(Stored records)
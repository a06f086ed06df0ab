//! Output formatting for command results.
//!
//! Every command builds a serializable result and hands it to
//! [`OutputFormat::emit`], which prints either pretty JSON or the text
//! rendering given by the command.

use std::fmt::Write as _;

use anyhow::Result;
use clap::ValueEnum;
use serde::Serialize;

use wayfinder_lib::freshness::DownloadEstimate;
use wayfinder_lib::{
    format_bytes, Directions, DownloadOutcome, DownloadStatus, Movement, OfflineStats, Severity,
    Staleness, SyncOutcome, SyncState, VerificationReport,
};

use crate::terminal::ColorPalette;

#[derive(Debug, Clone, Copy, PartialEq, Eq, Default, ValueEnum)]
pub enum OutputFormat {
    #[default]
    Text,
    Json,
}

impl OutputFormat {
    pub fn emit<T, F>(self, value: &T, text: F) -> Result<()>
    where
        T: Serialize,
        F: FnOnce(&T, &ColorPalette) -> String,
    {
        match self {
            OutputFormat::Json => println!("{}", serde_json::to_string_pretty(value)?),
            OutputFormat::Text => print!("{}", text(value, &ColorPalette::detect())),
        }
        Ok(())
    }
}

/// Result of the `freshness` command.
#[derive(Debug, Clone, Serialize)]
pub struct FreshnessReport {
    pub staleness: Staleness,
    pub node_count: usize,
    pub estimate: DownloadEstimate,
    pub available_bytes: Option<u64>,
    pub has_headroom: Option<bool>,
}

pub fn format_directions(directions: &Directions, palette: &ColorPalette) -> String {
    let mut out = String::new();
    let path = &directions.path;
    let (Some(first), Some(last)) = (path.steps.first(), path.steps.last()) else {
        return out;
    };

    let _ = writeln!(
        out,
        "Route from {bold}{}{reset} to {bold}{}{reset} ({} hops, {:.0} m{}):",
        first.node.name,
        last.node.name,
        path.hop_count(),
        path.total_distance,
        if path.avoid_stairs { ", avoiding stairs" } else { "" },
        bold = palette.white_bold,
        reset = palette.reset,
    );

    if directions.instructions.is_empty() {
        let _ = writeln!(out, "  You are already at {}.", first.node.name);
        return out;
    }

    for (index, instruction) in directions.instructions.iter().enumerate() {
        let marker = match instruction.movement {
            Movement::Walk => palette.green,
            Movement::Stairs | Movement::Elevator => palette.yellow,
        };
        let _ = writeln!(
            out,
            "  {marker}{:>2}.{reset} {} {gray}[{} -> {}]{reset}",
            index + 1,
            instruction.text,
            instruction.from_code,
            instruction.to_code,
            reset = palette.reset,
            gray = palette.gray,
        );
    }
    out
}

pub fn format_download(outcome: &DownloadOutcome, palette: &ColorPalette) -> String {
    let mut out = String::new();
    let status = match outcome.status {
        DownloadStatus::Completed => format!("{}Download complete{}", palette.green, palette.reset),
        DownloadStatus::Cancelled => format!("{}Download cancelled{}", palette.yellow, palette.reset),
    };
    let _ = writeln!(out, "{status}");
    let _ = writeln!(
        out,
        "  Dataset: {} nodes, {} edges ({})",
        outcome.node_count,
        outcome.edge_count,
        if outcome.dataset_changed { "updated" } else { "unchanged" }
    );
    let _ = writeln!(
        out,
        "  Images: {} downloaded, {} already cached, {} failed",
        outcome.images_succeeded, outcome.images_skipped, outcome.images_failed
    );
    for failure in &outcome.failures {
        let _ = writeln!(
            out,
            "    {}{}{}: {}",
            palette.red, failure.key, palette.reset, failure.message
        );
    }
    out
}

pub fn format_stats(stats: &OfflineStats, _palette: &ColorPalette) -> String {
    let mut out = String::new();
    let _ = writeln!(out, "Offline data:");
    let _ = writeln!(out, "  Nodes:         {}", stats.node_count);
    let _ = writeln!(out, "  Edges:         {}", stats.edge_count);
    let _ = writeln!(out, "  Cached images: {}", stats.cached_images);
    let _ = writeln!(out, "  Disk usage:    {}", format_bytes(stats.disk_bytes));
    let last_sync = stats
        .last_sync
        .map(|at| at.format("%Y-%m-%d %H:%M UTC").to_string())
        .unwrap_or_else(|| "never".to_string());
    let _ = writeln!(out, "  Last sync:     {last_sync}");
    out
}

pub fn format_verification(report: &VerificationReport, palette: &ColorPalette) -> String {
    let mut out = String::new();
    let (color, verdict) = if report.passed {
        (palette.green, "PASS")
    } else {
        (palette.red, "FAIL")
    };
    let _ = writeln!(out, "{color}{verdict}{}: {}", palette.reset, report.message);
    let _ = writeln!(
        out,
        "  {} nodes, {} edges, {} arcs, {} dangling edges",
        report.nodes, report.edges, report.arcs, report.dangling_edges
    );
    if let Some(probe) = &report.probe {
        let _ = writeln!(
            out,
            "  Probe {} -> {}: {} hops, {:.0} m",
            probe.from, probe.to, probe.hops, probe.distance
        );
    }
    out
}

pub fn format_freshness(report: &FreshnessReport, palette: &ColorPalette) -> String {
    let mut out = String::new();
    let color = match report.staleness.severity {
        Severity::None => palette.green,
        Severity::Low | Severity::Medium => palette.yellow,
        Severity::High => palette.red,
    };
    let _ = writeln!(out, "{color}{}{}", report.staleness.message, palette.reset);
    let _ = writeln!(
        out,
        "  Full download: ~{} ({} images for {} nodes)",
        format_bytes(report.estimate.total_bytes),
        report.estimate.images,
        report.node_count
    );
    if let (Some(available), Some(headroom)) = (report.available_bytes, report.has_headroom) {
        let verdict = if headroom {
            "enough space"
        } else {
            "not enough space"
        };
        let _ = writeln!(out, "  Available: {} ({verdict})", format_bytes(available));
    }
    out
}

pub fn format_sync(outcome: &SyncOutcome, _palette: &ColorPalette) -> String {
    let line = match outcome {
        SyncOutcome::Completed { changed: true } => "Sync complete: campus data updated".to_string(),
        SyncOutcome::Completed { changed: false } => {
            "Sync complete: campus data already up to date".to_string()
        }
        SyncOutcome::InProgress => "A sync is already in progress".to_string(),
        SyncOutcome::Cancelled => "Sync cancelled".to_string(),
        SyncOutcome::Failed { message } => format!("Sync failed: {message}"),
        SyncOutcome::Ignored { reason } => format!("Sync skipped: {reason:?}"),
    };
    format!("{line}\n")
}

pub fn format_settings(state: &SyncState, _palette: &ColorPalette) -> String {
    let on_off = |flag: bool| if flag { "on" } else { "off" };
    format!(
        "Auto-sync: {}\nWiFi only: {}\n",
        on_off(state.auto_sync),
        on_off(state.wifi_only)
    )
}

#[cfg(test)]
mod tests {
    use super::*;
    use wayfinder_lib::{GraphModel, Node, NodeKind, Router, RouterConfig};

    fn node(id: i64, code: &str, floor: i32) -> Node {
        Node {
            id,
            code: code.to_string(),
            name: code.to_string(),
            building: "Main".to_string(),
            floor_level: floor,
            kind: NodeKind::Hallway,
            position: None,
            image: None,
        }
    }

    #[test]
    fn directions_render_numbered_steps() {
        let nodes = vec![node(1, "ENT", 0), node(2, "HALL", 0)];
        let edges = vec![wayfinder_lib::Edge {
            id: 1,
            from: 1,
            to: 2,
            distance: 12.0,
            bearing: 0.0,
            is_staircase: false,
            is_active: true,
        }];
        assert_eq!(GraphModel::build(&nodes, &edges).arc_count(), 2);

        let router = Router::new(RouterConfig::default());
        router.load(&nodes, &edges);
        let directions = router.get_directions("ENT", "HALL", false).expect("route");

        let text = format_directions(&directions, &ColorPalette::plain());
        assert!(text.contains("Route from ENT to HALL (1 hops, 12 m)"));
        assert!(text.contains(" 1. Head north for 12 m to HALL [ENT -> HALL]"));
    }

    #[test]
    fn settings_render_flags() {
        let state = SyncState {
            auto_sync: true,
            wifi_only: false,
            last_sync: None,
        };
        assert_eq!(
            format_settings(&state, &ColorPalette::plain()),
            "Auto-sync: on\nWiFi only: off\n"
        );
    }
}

_TASK_
Above are the records; copy every line in them that holds the word "SyncState".

_SOLVED PROBLEM_
    Staleness, SyncOutcome, SyncState, VerificationReport,
pub fn format_settings(state: &SyncState, _palette: &ColorPalette) -> String {
        let state = SyncState {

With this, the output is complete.